Am I a Digital Humanist (Yet)?

Jason Mittell's picture

I’ve been asking myself this question quite frequently lately. My scholarly and pedagogical work is firmly anchored in media studies, centered on television but expanding tendrils into film, radio, videogames, wikis, blogs, and other digital media. But I find myself drawn to digital humanities as a new site of exploration and growth. The Manifesto for the Digital Humanities called DH “a community of practice,” but I must admit that thus far I have been drawn more to the community than the practices—as I’ve come to know self-identified DHers (and see some longtime colleagues start wearing that label more frequently), I’ve been impressed by their openness to new ideas (and people), their sense of playful experimentation, their belief in sharing and openness, and their commitment to making things happen. As I’ve found myself in dialogue members of the DH community, I’ve found myself wondering what practices I might bring to the community from my background as a media scholar.

Miriam Posner and I organized a workshop focused on this very question at the Society for Cinema and Media Studies, and as is typical of most academic collective endeavors, we came away less with firm answers than invigorating conversations (which you can watch in the archived livestream). My own sense is that to feel ownership of the DH label, I need to do more than embracing online, open access publishing, which I have done for years via my blog and work here with MediaCommons. It’s also not enough to study digital media (which I often do) or critique DH projects for not considering how digital forms of scholarly practice “mediate” our knowledge (which I’ve occasionally been tempted to do). Instead, I feel like I need to find a project where scholarly insights emerge through digital practice, while framed by my contextual, interdisciplinary lens of media studies. This might be by applying computational methods to understanding media, or by using digital modes of expression that truly transform knowledge (like some video essays). But this changes my typical model of scholarly inquiry—I normally find a compelling research question and then devise the appropriate method to answer it, but now my question is “how might DH tools answer questions I don’t even know to ask?” This has led to some preliminary investigations like creating a database of television scene lengths to compare narrative structures, or “caption mining” from DVDs to explore textual features of dialogue, but these projects are still in the “hmmm… maybe?” stage. Yet through the open community of DHers and media scholars assembled here at MediaCommons and elsewhere, I can share such ideas and hope they may lead to unforeseen insights and intersections—and someday feel more comfortable wearing the moniker of practicing Digital Humanist.

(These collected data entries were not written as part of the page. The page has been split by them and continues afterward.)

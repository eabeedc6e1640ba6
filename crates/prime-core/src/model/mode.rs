use serde::{Deserialize, Serialize};

/// Execution-discipline level. Ordered from least to most trusted.
#[derive(Debug, Clone, Copy, PartialEq, Eq, PartialOrd, Ord, Hash, Serialize, Deserialize)]
pub enum Mode {
    M1,
    M2,
    M3,
    M4,
}

impl Mode {
    /// Candidate mode for a Brilliance Score. Thresholds are inclusive and
    /// compared in basis points.
    pub fn from_brilliance(b: f64) -> Self {
        let bp = (b * 10_000.0).round() as i64;
        if bp >= 8_500 {
            Mode::M4
        } else if bp >= 7_000 {
            Mode::M3
        } else if bp >= 5_500 {
            Mode::M2
        } else {
            Mode::M1
        }
    }

    pub fn promoted(self) -> Self {
        match self {
            Mode::M1 => Mode::M2,
            Mode::M2 => Mode::M3,
            Mode::M3 | Mode::M4 => Mode::M4,
        }
    }

    pub fn demoted(self) -> Self {
        match self {
            Mode::M1 | Mode::M2 => Mode::M1,
            Mode::M3 => Mode::M2,
            Mode::M4 => Mode::M3,
        }
    }

    pub fn level(self) -> u8 {
        match self {
            Mode::M1 => 1,
            Mode::M2 => 2,
            Mode::M3 => 3,
            Mode::M4 => 4,
        }
    }

    pub fn constraints(self) -> ModeConstraints {
        match self {
            Mode::M1 => ModeConstraints {
                max_actions: 1,
                verbosity: Verbosity::Minimal,
                verification: VerificationCadence::EveryStep,
                palette_cap: 3,
                sampling_passes: 3,
            },
            Mode::M2 => ModeConstraints {
                max_actions: 3,
                verbosity: Verbosity::Concise,
                verification: VerificationCadence::EveryStep,
                palette_cap: 5,
                sampling_passes: 2,
            },
            Mode::M3 => ModeConstraints {
                max_actions: 6,
                verbosity: Verbosity::Standard,
                verification: VerificationCadence::CriticalOnly,
                palette_cap: 8,
                sampling_passes: 1,
            },
            Mode::M4 => ModeConstraints {
                max_actions: 12,
                verbosity: Verbosity::Expansive,
                verification: VerificationCadence::SpotCheck,
                palette_cap: usize::MAX,
                sampling_passes: 1,
            },
        }
    }
}

impl std::fmt::Display for Mode {
    fn fmt(&self, f: &mut std::fmt::Formatter<'_>) -> std::fmt::Result {
        write!(f, "M{}", self.level())
    }
}

impl std::str::FromStr for Mode {
    type Err = String;

    fn from_str(s: &str) -> Result<Self, Self::Err> {
        match s.trim().to_ascii_uppercase().as_str() {
            "M1" => Ok(Mode::M1),
            "M2" => Ok(Mode::M2),
            "M3" => Ok(Mode::M3),
            "M4" => Ok(Mode::M4),
            other => Err(format!("unknown mode {other:?} (expected M1..M4)")),
        }
    }
}

#[derive(Debug, Clone, Copy, PartialEq, Eq, Serialize, Deserialize)]
#[serde(rename_all = "snake_case")]
pub enum Verbosity {
    Minimal,
    Concise,
    Standard,
    Expansive,
}

#[derive(Debug, Clone, Copy, PartialEq, Eq, Serialize, Deserialize)]
#[serde(rename_all = "snake_case")]
pub enum VerificationCadence {
    EveryStep,
    CriticalOnly,
    SpotCheck,
}

impl VerificationCadence {
    /// Spot checks verify every fourth action of a turn.
    pub const SPOT_CHECK_INTERVAL: usize = 4;

    /// Whether the action at `position` (0-based within the turn) is verified.
    pub fn applies(&self, position: usize, critical: bool) -> bool {
        match self {
            VerificationCadence::EveryStep => true,
            VerificationCadence::CriticalOnly => critical,
            VerificationCadence::SpotCheck => position % Self::SPOT_CHECK_INTERVAL == 0,
        }
    }
}

/// Limits a Mode imposes on the next dispatch cycle and prompt.
#[derive(Debug, Clone, Copy, PartialEq, Eq, Serialize, Deserialize)]
pub struct ModeConstraints {
    pub max_actions: usize,
    pub verbosity: Verbosity,
    pub verification: VerificationCadence,
    pub palette_cap: usize,
    pub sampling_passes: u32,
}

Image on front page by svanstraten and available on Flickr


Avi Santo's picture

looking longingly at the digital humanities

Thanks for a great post kicking off this new survey, Jason. I have often felt like a clumsy interloper or an undercover agent (maybe both, kind of like Maxwell Smart) hanging out/on in the realm of the digital humanities. As a media studies scholar, I bristle a bit at the sometimes unreflexive worship at the alter of technology or the fuzzy evaluative terrain (where "cool,""brave," "honest" or "smart" becomes indistinguishable from "scholarly") that the worst kinds of digital humanities work produces. But then I try to remind myself about what many scholars coming from more "established" disciplines say about media studies and I wonder if some of my uneasiness comes from my need to produce an "other" against which I might demonstrate my "normalcy;" an "other" in typical postcolonial parlance that I am simultaneously repelled by and fascinated with, onto whom I project both my fears about the future of digital scholarship as well as my unrealistic fantasies about this fetish category known as the "digital humanities." And in all honesty, despite my occasional self-serving sneer, for the most part, I tend to bestow a tremendous amount of reverence upon the digital humanities (even as I am too easily dismissive of many of the folks who claim membership within it), seeing its transformative potential as key to creating not only new forms of scholarship, but new types of scholars (is it any wonder I am often disappointed?).

I am writing all of this because your post expressing your curiosity about the digital humanities reminded me about my own, but also because I think you capture what is at the heart of what I find so intriguing about it: a community of "thinkerers" (not a misspelling), interested in praxis, play, openness, experimentation, and a prescriptive spirit that doesn't seek to provide solutions, but rather, opportunities to participate in mind-fucking the conventions of reading and writing, creating and consuming; categories laden with power disguised as mundane, self-evident and distinct processes. Is this more fantasy projection than reality? Probably. Does a lot of digital humanities work fall short of achieving these objectives. I think so. Would the imposition of more rigidly defined modes of evaluation diminish this "revolutionary" spirit? Most certainly. But like any philosophical movement, it is the spirit of the ideas that inspire, not necessarily their execution.